DISTINCT FUNCTIONAL ROLES OF THE 2 INTRACELLULAR PHOSPHATASE LIKE DOMAINS OF THE RECEPTOR-LINKED PROTEIN TYROSINE PHOSPHATASES LCA AND LAR

Protein tyrosine phosphorylation is regulated by both protein tyrosine kinases and protein tyrosine phosphatases (PTPases). Recently, the structures of a family of PTPses have been described. In order to study the structure - function relationships of receptor-linked PTPases, we analyzed the effects of deletion and point mutations within the cytoplasmic region of the receptor-linked PTPases, LCA and LAR. We show that the first of the two domains has enzyme activity by itself, and that one cysteine residue in the first domain of both LCA and LAR is absolutely required for activity.
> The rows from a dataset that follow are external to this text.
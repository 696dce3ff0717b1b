//! Emitter - snapshots a bundle and hands it to the transport.
//!
//! The emitter fires on a fixed interval or after a change notification plus
//! a debounce window. Every firing takes one snapshot, so any number of
//! mutations between two firings leave as a single message.
//!
//! Delivery happens in a spawned task over an encoded copy of the snapshot;
//! the emitter never waits for it. At most one delivery runs at a time:
//! firings while it is running are skipped, and the first firing after it
//! finishes sends whatever is newest by then. A delivery running longer than
//! the stall timeout is aborted and replaced by a newer snapshot.

use std::sync::atomic::{AtomicU64, Ordering};
use std::sync::Arc;
use std::time::Duration;

use parking_lot::Mutex;
use serde::{Deserialize, Serialize};
use tokio::task::JoinHandle;
use tokio::time::{Instant, MissedTickBehavior};
use tokio_util::sync::CancellationToken;

use crate::bundle::{BundleVersion, StatusBundle};
use crate::error::Result;
use crate::telemetry::metrics::SyncMetrics;
use crate::transport::{Transport, TransportMessage};

/// When the emitter fires.
#[derive(Debug, Clone, Copy, PartialEq, Eq, Serialize, Deserialize)]
#[serde(tag = "mode", rename_all = "snake_case")]
pub enum EmitPolicy {
    /// Fire every `period`, whether or not anything changed.
    Interval {
        #[serde(with = "humantime_serde")]
        period: Duration,
    },
    /// Fire `debounce` after the first change following the last firing.
    OnChange {
        #[serde(with = "humantime_serde")]
        debounce: Duration,
    },
}

impl Default for EmitPolicy {
    fn default() -> Self {
        Self::OnChange {
            debounce: Duration::from_millis(500),
        }
    }
}

/// Emitter statistics.
#[derive(Debug, Default)]
pub struct EmitterStats {
    /// Snapshots handed to a delivery task
    pub emitted: AtomicU64,
    /// Firings skipped because the version was already delivered or in flight
    pub skipped: AtomicU64,
    pub delivered: AtomicU64,
    pub failed: AtomicU64,
    /// Stalled deliveries aborted in favour of a newer snapshot
    pub superseded: AtomicU64,
}

impl EmitterStats {
    pub fn emitted(&self) -> u64 {
        self.emitted.load(Ordering::Relaxed)
    }

    pub fn skipped(&self) -> u64 {
        self.skipped.load(Ordering::Relaxed)
    }

    pub fn delivered(&self) -> u64 {
        self.delivered.load(Ordering::Relaxed)
    }

    pub fn failed(&self) -> u64 {
        self.failed.load(Ordering::Relaxed)
    }

    pub fn superseded(&self) -> u64 {
        self.superseded.load(Ordering::Relaxed)
    }
}

/// Default bound after which a running delivery counts as stalled.
pub const DEFAULT_STALL_TIMEOUT: Duration = Duration::from_secs(120);

struct InFlight {
    version: BundleVersion,
    started: Instant,
    handle: JoinHandle<()>,
}

/// Periodically publishes snapshots of one bundle.
pub struct Emitter {
    bundle: Arc<StatusBundle>,
    transport: Arc<dyn Transport>,
    policy: EmitPolicy,
    last_delivered: Arc<Mutex<Option<BundleVersion>>>,
    in_flight: Mutex<Option<InFlight>>,
    stall_timeout: Duration,
    stats: Arc<EmitterStats>,
}

impl Emitter {
    pub fn new(bundle: Arc<StatusBundle>, transport: Arc<dyn Transport>, policy: EmitPolicy) -> Self {
        Self {
            bundle,
            transport,
            policy,
            last_delivered: Arc::new(Mutex::new(None)),
            in_flight: Mutex::new(None),
            stall_timeout: DEFAULT_STALL_TIMEOUT,
            stats: Arc::new(EmitterStats::default()),
        }
    }

    /// Abort a running delivery only after it has taken this long.
    ///
    /// Keep it well above the transport's worst case including retries;
    /// anything shorter cuts off deliveries that would have succeeded.
    pub fn with_stall_timeout(mut self, stall_timeout: Duration) -> Self {
        self.stall_timeout = stall_timeout;
        self
    }

    pub fn policy(&self) -> EmitPolicy {
        self.policy
    }

    pub fn stats(&self) -> &EmitterStats {
        &self.stats
    }

    /// Newest version the transport accepted.
    pub fn last_delivered(&self) -> Option<BundleVersion> {
        *self.last_delivered.lock()
    }

    /// Run the emit loop until `cancel` fires.
    pub async fn run(&self, cancel: CancellationToken) {
        tracing::info!(
            leaf_hub = %self.bundle.leaf_hub(),
            category = %self.bundle.category(),
            transport = self.transport.name(),
            policy = ?self.policy,
            "Emitter started"
        );

        match self.policy {
            EmitPolicy::Interval { period } => {
                let mut ticker = tokio::time::interval(period);
                ticker.set_missed_tick_behavior(MissedTickBehavior::Delay);
                loop {
                    tokio::select! {
                        _ = cancel.cancelled() => break,
                        _ = ticker.tick() => {
                            self.fire();
                        }
                    }
                }
            }
            EmitPolicy::OnChange { debounce } => {
                // announce the initial state once, even before any change
                self.fire();
                loop {
                    tokio::select! {
                        _ = cancel.cancelled() => break,
                        _ = self.bundle.changed() => {}
                    }
                    tokio::select! {
                        _ = cancel.cancelled() => break,
                        _ = tokio::time::sleep(debounce) => {
                            self.fire();
                        }
                    }
                }
            }
        }

        if let Some(in_flight) = self.in_flight.lock().take() {
            in_flight.handle.abort();
        }

        tracing::info!(
            leaf_hub = %self.bundle.leaf_hub(),
            category = %self.bundle.category(),
            emitted = self.stats.emitted(),
            delivered = self.stats.delivered(),
            failed = self.stats.failed(),
            "Emitter stopped"
        );
    }

    /// Take a snapshot and start delivering it unless it is already
    /// delivered or another delivery is still running.
    ///
    /// Returns the version handed to the transport, if any. Must be called
    /// from within a tokio runtime.
    pub fn fire(&self) -> Option<BundleVersion> {
        let snapshot = self.bundle.snapshot();
        let version = snapshot.version;

        if self.last_delivered().is_some_and(|delivered| version <= delivered) {
            self.stats.skipped.fetch_add(1, Ordering::Relaxed);
            return None;
        }

        let mut in_flight = self.in_flight.lock();
        if let Some(current) = in_flight.as_ref() {
            if !current.handle.is_finished() {
                let running = current.started.elapsed();
                if current.version >= version || running < self.stall_timeout {
                    self.stats.skipped.fetch_add(1, Ordering::Relaxed);
                    return None;
                }
                current.handle.abort();
                self.stats.superseded.fetch_add(1, Ordering::Relaxed);
                tracing::warn!(
                    leaf_hub = %snapshot.leaf_hub,
                    category = %snapshot.category,
                    stalled = %current.version,
                    version = %version,
                    running_ms = running.as_millis() as u64,
                    "Aborting stalled delivery"
                );
            }
        }

        let message = match TransportMessage::from_snapshot(&snapshot) {
            Ok(message) => message,
            Err(err) => {
                err.log();
                self.stats.failed.fetch_add(1, Ordering::Relaxed);
                return None;
            }
        };

        let transport = Arc::clone(&self.transport);
        let last_delivered = Arc::clone(&self.last_delivered);
        let stats = Arc::clone(&self.stats);
        let handle = tokio::spawn(async move {
            // the outcome is fully recorded in shared state
            let _ = deliver(transport.as_ref(), message, &last_delivered, &stats).await;
        });

        self.stats.emitted.fetch_add(1, Ordering::Relaxed);
        *in_flight = Some(InFlight {
            version,
            started: Instant::now(),
            handle,
        });
        Some(version)
    }

    /// Publish the current snapshot inline and wait for the transport.
    ///
    /// Returns `Ok(None)` when the current version was already delivered.
    pub async fn flush(&self) -> Result<Option<BundleVersion>> {
        let snapshot = self.bundle.snapshot();
        if self
            .last_delivered()
            .is_some_and(|delivered| snapshot.version <= delivered)
        {
            return Ok(None);
        }

        let message = TransportMessage::from_snapshot(&snapshot)?;
        self.stats.emitted.fetch_add(1, Ordering::Relaxed);
        deliver(self.transport.as_ref(), message, &self.last_delivered, &self.stats).await?;
        Ok(Some(snapshot.version))
    }
}

async fn deliver(
    transport: &dyn Transport,
    message: TransportMessage,
    last_delivered: &Mutex<Option<BundleVersion>>,
    stats: &EmitterStats,
) -> Result<()> {
    let key = message.key.clone();
    let version = message.version;
    let started = Instant::now();

    match transport.publish(message).await {
        Ok(()) => {
            {
                let mut last = last_delivered.lock();
                if last.map_or(true, |previous| version > previous) {
                    *last = Some(version);
                }
            }
            stats.delivered.fetch_add(1, Ordering::Relaxed);
            SyncMetrics::record_emitted(&key, transport.name(), started.elapsed());
            tracing::debug!(bundle = %key, version = %version, "Bundle delivered");
            Ok(())
        }
        Err(err) => {
            stats.failed.fetch_add(1, Ordering::Relaxed);
            SyncMetrics::record_publish_failure(&key, transport.name());
            err.log();
            Err(err)
        }
    }
}

#[cfg(test)]
mod tests {
    use super::*;
    use crate::bundle::{BundleCategory, StatusObject};
    use crate::transport::ChannelTransport;
    use serde_json::json;

    fn cluster(name: &str) -> StatusObject {
        StatusObject::from_payload(
            BundleCategory::ManagedClusters,
            json!({"metadata": {"name": name}}),
        )
        .unwrap()
    }

    #[test]
    fn test_policy_config_format() {
        let policy: EmitPolicy =
            serde_json::from_str(r#"{"mode": "interval", "period": "5s"}"#).unwrap();
        assert_eq!(
            policy,
            EmitPolicy::Interval {
                period: Duration::from_secs(5)
            }
        );
    }

    #[tokio::test]
    async fn test_flush_skips_delivered_version() {
        let bundle = Arc::new(StatusBundle::new("hub1", BundleCategory::ManagedClusters, 1));
        let (transport, mut rx) = ChannelTransport::pair(8);
        let emitter = Emitter::new(bundle.clone(), Arc::new(transport), EmitPolicy::default());

        bundle.update_object(cluster("a"));
        assert_eq!(emitter.flush().await.unwrap(), Some(BundleVersion::new(1, 1)));
        assert_eq!(emitter.flush().await.unwrap(), None);
        assert_eq!(rx.recv().await.unwrap().version, BundleVersion::new(1, 1));
        assert!(rx.try_recv().is_err());
    }

    #[tokio::test]
    async fn test_fire_delivers_in_background() {
        let bundle = Arc::new(StatusBundle::new("hub1", BundleCategory::ManagedClusters, 1));
        let (transport, mut rx) = ChannelTransport::pair(8);
        let emitter = Emitter::new(bundle.clone(), Arc::new(transport), EmitPolicy::default());

        bundle.update_object(cluster("a"));
        bundle.update_object(cluster("b"));
        assert_eq!(emitter.fire(), Some(BundleVersion::new(1, 2)));

        let message = rx.recv().await.unwrap();
        assert_eq!(message.version, BundleVersion::new(1, 2));
    }
}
The second PTPase like domains do not have detectable catalytic activity using a variety of substrates, but sequences within the second domains influence substrate specificity. The functional significance of a stretch of 10 highly conserved amino aciod residues surrounding the critical cysteine residue located in the first domain of LAR was assessed. At most positions, any substitution severely reduced enzyme activity, while missense mutations at the other positions tested could be tolerated to varying degrees depending on the amino acid substitution. It is suggested that this stretch of amino acids may be part of the catalytic center of PTPases.